Эвгемер. Я согласен: в этом нет ничего несуразного. Без сомнения,
возможно, что великое бытие населило небеса и стихии существами, стоящими
выше нас. Это столь обширная область и столь прекрасное зрелище для нашего
воображения, что все известные народы носились с подобной идеей. Но поверьте
мне, этих воображаемых полубогов мы можем признать лишь в том случае, если
нам докажут, что они существуют. По моим понятиям, мне известен во вселенной
лишь один бог, существование которого доказал мне мой разум, и его творения,
коим я свидетель. Я знаю, что он есть, хотя не знаю, что он такое;
ограничимся же исследованием его творений.
Диалог шестой
ПРОСВЕТИЛИ ЛИ НАС ПЛАТОН И АРИСТОТЕЛЬ ОТНОСИТЕЛЬНО БОГА И СОТВОРЕНИЯ
МИРА?
Калликрат. Ну, хорошо! Скажите мне сперва, каким образом бог принялся
за сотворение мира. Какова ваша система на этот счет?

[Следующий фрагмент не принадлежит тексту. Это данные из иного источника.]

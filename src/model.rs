//! User and sale records plus the inputs that create them.

use chrono::{DateTime, Utc};
use serde::{Deserialize, Serialize};

use crate::error::ValidationError;
use crate::id::EntityId;
use crate::secret::Secret;
use crate::validate::{check_coordinate, check_password, normalize_category, normalize_email, TextRule};

/// A registered marketplace user.
#[derive(Debug, Clone, PartialEq, Serialize)]
#[serde(rename_all = "camelCase")]
pub struct User {
    /// Identifier
    pub id: EntityId,
    /// Given name
    pub first_name: String,
    /// Family name
    pub last_name: String,
    /// Unique, lowercased login email
    pub email: String,
    /// PHC-format password hash; never serialized
    #[serde(skip_serializing)]
    pub password_hash: String,
    /// Ids of sales this user owns
    pub sales: Vec<EntityId>,
    /// Administrative flag
    pub is_admin: bool,
    /// Creation timestamp
    pub created_at: DateTime<Utc>,
    /// Last modification timestamp
    pub updated_at: DateTime<Utc>,
}

/// The descriptive part of a sale listing, already validated.
#[derive(Debug, Clone, PartialEq, Serialize, Deserialize)]
pub struct Listing {
    /// Street address
    pub address: String,
    /// Latitude in degrees
    pub latitude: f64,
    /// Longitude in degrees
    pub longitude: f64,
    /// Kind of sale (garage, estate, ...)
    #[serde(rename = "type")]
    pub kind: String,
    /// Lowercased category labels
    pub categories: Vec<String>,
    /// Free text description
    pub desc: String,
    /// Year of the sale
    pub year: i32,
}

/// A sale listing owned by one user.
#[derive(Debug, Clone, PartialEq, Serialize)]
#[serde(rename_all = "camelCase")]
pub struct Sale {
    /// Identifier
    pub id: EntityId,
    /// Listing fields
    #[serde(flatten)]
    pub listing: Listing,
    /// Owning user
    pub user: EntityId,
    /// Creation timestamp
    pub created_at: DateTime<Utc>,
    /// Last modification timestamp
    pub updated_at: DateTime<Utc>,
}

impl Sale {
    /// Creates a new sale owned by `owner`, stamped at `now`.
    pub fn new(listing: Listing, owner: EntityId, now: DateTime<Utc>) -> Self {
        Self {
            id: EntityId::generate(),
            listing,
            user: owner,
            created_at: now,
            updated_at: now,
        }
    }
}

/// Client input for creating or replacing a listing.
#[derive(Debug, Clone, PartialEq, Deserialize)]
pub struct SaleInput {
    /// Street address
    pub address: String,
    /// Latitude in degrees
    pub latitude: f64,
    /// Longitude in degrees
    pub longitude: f64,
    /// Kind of sale
    #[serde(rename = "type")]
    pub kind: String,
    /// Category labels
    #[serde(default)]
    pub categories: Vec<String>,
    /// Description
    pub desc: String,
    /// Year of the sale
    pub year: i32,
}

impl SaleInput {
    /// Applies the field rules and produces a [`Listing`].
    pub fn validate(self) -> Result<Listing, ValidationError> {
        Ok(Listing {
            address: TextRule::SHORT.clean("address", &self.address)?,
            latitude: check_coordinate("latitude", self.latitude, 90.0)?,
            longitude: check_coordinate("longitude", self.longitude, 180.0)?,
            kind: TextRule::SHORT.clean("type", &self.kind)?,
            categories: self
                .categories
                .iter()
                .map(|c| normalize_category(c))
                .collect::<Result<_, _>>()?,
            desc: TextRule::LONG.clean("desc", &self.desc)?,
            year: self.year,
        })
    }
}

/// Arguments of `updateSale`.
#[derive(Debug, Clone, Deserialize)]
pub struct UpdateSale {
    /// Target sale id, as sent by the client
    pub id: String,
    /// Replacement listing
    pub input: SaleInput,
}

/// Arguments of `deleteSale`.
#[derive(Debug, Clone, Deserialize)]
pub struct DeleteSale {
    /// Target sale id, as sent by the client
    pub id: String,
}

/// Client input for `signup`.
#[derive(Debug, Deserialize)]
#[serde(rename_all = "camelCase")]
pub struct SignupInput {
    /// Given name
    pub first_name: String,
    /// Family name
    pub last_name: String,
    /// Login email
    pub email: String,
    /// Plain password, hashed before storage
    pub password: Secret<String>,
}

/// Signup fields after validation; the password stays with the caller.
#[derive(Debug, Clone, PartialEq, Eq)]
pub struct NewUser {
    /// Trimmed given name
    pub first_name: String,
    /// Trimmed family name
    pub last_name: String,
    /// Normalized email
    pub email: String,
}

impl SignupInput {
    /// Validates names, email and password.
    pub fn validate(&self) -> Result<NewUser, ValidationError> {
        let new_user = NewUser {
            first_name: TextRule::SHORT.clean("firstName", &self.first_name)?,
            last_name: TextRule::SHORT.clean("lastName", &self.last_name)?,
            email: normalize_email(&self.email)?,
        };
        check_password(&self.password)?;
        Ok(new_user)
    }
}

impl NewUser {
    /// Builds the stored record around an already computed hash.
    pub fn into_user(self, password_hash: String, now: DateTime<Utc>) -> User {
        User {
            id: EntityId::generate(),
            first_name: self.first_name,
            last_name: self.last_name,
            email: self.email,
            password_hash,
            sales: Vec::new(),
            is_admin: false,
            created_at: now,
            updated_at: now,
        }
    }
}

/// Client input for `login`.
#[derive(Debug, Deserialize)]
pub struct LoginInput {
    /// Login email
    pub email: String,
    /// Plain password
    pub password: Secret<String>,
}

/// A signed bearer token returned by `login`.
#[derive(Debug, Clone, PartialEq, Eq, Serialize)]
pub struct AuthToken {
    /// Compact token, sent back as `Authorization: Bearer <token>`
    pub token: String,
}
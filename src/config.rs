//! Process configuration read from the environment.

use std::time::Duration;

use thiserror::Error;

use crate::secret::Secret;

/// Environment key holding the token signing secret.
pub const SECRET_KEY_VAR: &str = "JWT_SECRET_KEY";
/// Environment key for token lifetime in seconds.
pub const TOKEN_TTL_VAR: &str = "TOKEN_TTL_SECS";
/// Environment key for the default `sales` page size.
pub const PAGE_LIMIT_VAR: &str = "DEFAULT_PAGE_LIMIT";

const DEFAULT_TOKEN_TTL: Duration = Duration::from_secs(24 * 60 * 60);
const DEFAULT_PAGE_LIMIT: usize = 20;

/// Problems reading configuration.
#[derive(Debug, Clone, PartialEq, Eq, Error)]
pub enum ConfigError {
    /// A required variable is unset or empty.
    #[error("missing required setting {0}")]
    Missing(&'static str),
    /// A variable is set but unparsable.
    #[error("invalid value for {key}: {value:?}")]
    Invalid {
        /// Variable name
        key: &'static str,
        /// Offending value
        value: String,
    },
}

/// Settings shared by the resolver and the operation handlers.
#[derive(Debug)]
pub struct Config {
    /// HMAC key for bearer tokens
    pub token_secret: Secret<String>,
    /// Lifetime of issued tokens
    pub token_ttl: Duration,
    /// Page size used when `sales` is called without a limit
    pub default_page_limit: usize,
}

impl Config {
    /// Configuration with the given secret and default limits.
    pub fn new(token_secret: impl Into<Secret<String>>) -> Self {
        Self {
            token_secret: token_secret.into(),
            token_ttl: DEFAULT_TOKEN_TTL,
            default_page_limit: DEFAULT_PAGE_LIMIT,
        }
    }

    /// Loads `.env` if present, then reads the process environment.
    pub fn from_env() -> Result<Self, ConfigError> {
        if let Err(err) = dotenvy::dotenv() {
            if !err.not_found() {
                tracing::warn!(error = %err, "ignoring unreadable .env file");
            }
        }
        Self::from_lookup(|key| std::env::var(key).ok())
    }

    /// Reads settings through `lookup`, which maps a variable name to its value.
    ///
    /// ```
    /// use std::collections::HashMap;
    /// use marketplace_core::Config;
    ///
    /// let vars = HashMap::from([("JWT_SECRET_KEY", "k3y"), ("DEFAULT_PAGE_LIMIT", "5")]);
    /// let config = Config::from_lookup(|k| vars.get(k).map(|v| v.to_string())).unwrap();
    /// assert_eq!(config.default_page_limit, 5);
    /// ```
    pub fn from_lookup<F>(lookup: F) -> Result<Self, ConfigError>
    where
        F: Fn(&'static str) -> Option<String>,
    {
        let secret = lookup(SECRET_KEY_VAR)
            .filter(|s| !s.trim().is_empty())
            .ok_or(ConfigError::Missing(SECRET_KEY_VAR))?;

        let mut config = Config::new(secret);
        if let Some(ttl) = parse_var::<u64, _>(&lookup, TOKEN_TTL_VAR)? {
            config.token_ttl = Duration::from_secs(ttl);
        }
        if let Some(limit) = parse_var::<usize, _>(&lookup, PAGE_LIMIT_VAR)? {
            config.default_page_limit = limit;
        }
        Ok(config)
    }
}

fn parse_var<T, F>(lookup: &F, key: &'static str) -> Result<Option<T>, ConfigError>
where
    T: std::str::FromStr,
    F: Fn(&'static str) -> Option<String>,
{
    match lookup(key) {
        None => Ok(None),
        Some(value) => value
            .trim()
            .parse()
            .map(Some)
            .map_err(|_| ConfigError::Invalid { key, value }),
    }
}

Эвгемер. Моя система относительно творений бога - неведение.
Калликрат. Но если у вас довольно искренности, чтобы признаться в
неведении относительно тайны бога, то у вас хватит, по крайней мере,
чистосердечия и на то, чтобы сказать нам, что вы думаете о тех, кто
претендует на такое знание этой тайны, как если бы они сами присутствовали в
божественной лаборатории. Научили ли вас чему-нибудь Платон и Аристотель?